→ GIVEN RECORDS
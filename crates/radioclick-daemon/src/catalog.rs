//! Station catalog loading.
//!
//! Sources, in order:
//!
//! 1. `playlist_path` when it names a readable local playlist (`.toml` with
//!    `[[station]]` tables, or an m3u that starts with `#EXTM3U`);
//! 2. `playlist_path` fetched over HTTP when it is a URL;
//! 3. otherwise, or when the local file is unusable, `remote_url`.
//!
//! An empty or unreachable remote list is `PlaylistUnavailable`.

use std::path::{Path, PathBuf};
use std::time::Duration;

use radioclick_proto::config::PlaylistConfig;
use radioclick_proto::protocol::{Catalog, Station};
use radioclick_proto::state::{
    decode_latin1, has_m3u_header, parse_m3u_from_str, parse_stations_from_toml_str,
};
use radioclick_proto::RadioError;
use tracing::{info, warn};

const FETCH_TIMEOUT: Duration = Duration::from_secs(10);
const FETCH_BACKOFF: Duration = Duration::from_secs(2);

#[derive(Debug, Clone, PartialEq, Eq)]
enum Source {
    Remote(String),
    Local(PathBuf),
}

fn resolve(playlist_path: &str, remote_url: &str, base_dir: &Path) -> Source {
    let path = playlist_path.trim();
    if path.is_empty() {
        return Source::Remote(remote_url.to_string());
    }
    if path.starts_with("http://") || path.starts_with("https://") {
        return Source::Remote(path.to_string());
    }
    let path = PathBuf::from(path);
    if path.is_absolute() {
        Source::Local(path)
    } else {
        Source::Local(base_dir.join(path))
    }
}

pub async fn load(config: &PlaylistConfig, base_dir: &Path) -> Result<Catalog, RadioError> {
    let attempts = config.fetch_attempts.max(1);
    let stations = match resolve(&config.playlist_path, &config.remote_url, base_dir) {
        Source::Remote(url) => fetch_remote(&url, attempts).await?,
        Source::Local(path) => match load_local(&path) {
            Ok(stations) => {
                info!(
                    "catalog: loaded {} stations from {}",
                    stations.len(),
                    path.display()
                );
                stations
            }
            Err(e) => {
                warn!(
                    "catalog: {} unusable ({}), falling back to {}",
                    path.display(),
                    e,
                    config.remote_url
                );
                fetch_remote(&config.remote_url, attempts).await?
            }
        },
    };
    Catalog::new(stations)
}

/// Read a playlist file.  Fails on an unreadable file, a missing m3u
/// header, or a list without stations.
pub fn load_local(path: &Path) -> anyhow::Result<Vec<Station>> {
    let bytes = std::fs::read(path)?;
    let content = decode_latin1(&bytes);

    let is_toml = path
        .extension()
        .is_some_and(|ext| ext.eq_ignore_ascii_case("toml"));
    let stations = if is_toml {
        parse_stations_from_toml_str(&content)?
    } else {
        if !has_m3u_header(&content) {
            anyhow::bail!("missing #EXTM3U header");
        }
        parse_m3u_from_str(&content)
    };

    if stations.is_empty() {
        anyhow::bail!("no stations in playlist");
    }
    Ok(stations)
}

async fn fetch_remote(url: &str, attempts: u32) -> Result<Vec<Station>, RadioError> {
    let client = reqwest::Client::builder()
        .timeout(FETCH_TIMEOUT)
        .build()
        .map_err(|e| RadioError::PlaylistUnavailable(e.to_string()))?;

    let mut last_error = String::new();
    for attempt in 1..=attempts {
        match fetch_once(&client, url).await {
            Ok(stations) if !stations.is_empty() => {
                info!("catalog: fetched {} stations from {}", stations.len(), url);
                return Ok(stations);
            }
            Ok(_) => {
                // An empty list will not get better by asking again.
                return Err(RadioError::PlaylistUnavailable(format!(
                    "{} lists no stations",
                    url
                )));
            }
            Err(e) => {
                warn!("catalog: fetch {}/{} of {} failed: {}", attempt, attempts, url, e);
                last_error = e.to_string();
            }
        }
        if attempt < attempts {
            tokio::time::sleep(FETCH_BACKOFF).await;
        }
    }
    Err(RadioError::PlaylistUnavailable(format!(
        "{}: {}",
        url, last_error
    )))
}

async fn fetch_once(client: &reqwest::Client, url: &str) -> anyhow::Result<Vec<Station>> {
    let response = client.get(url).send().await?;
    if !response.status().is_success() {
        anyhow::bail!("HTTP {}", response.status());
    }
    let text = response.text().await?;
    Ok(parse_m3u_from_str(&text))
}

→ TASK TO CARRY OUT
Copy out every line from the data above that has "format" in it.

→ RESPONSE FOR THIS EXERCISE
                return Err(RadioError::PlaylistUnavailable(format!(
    Err(RadioError::PlaylistUnavailable(format!(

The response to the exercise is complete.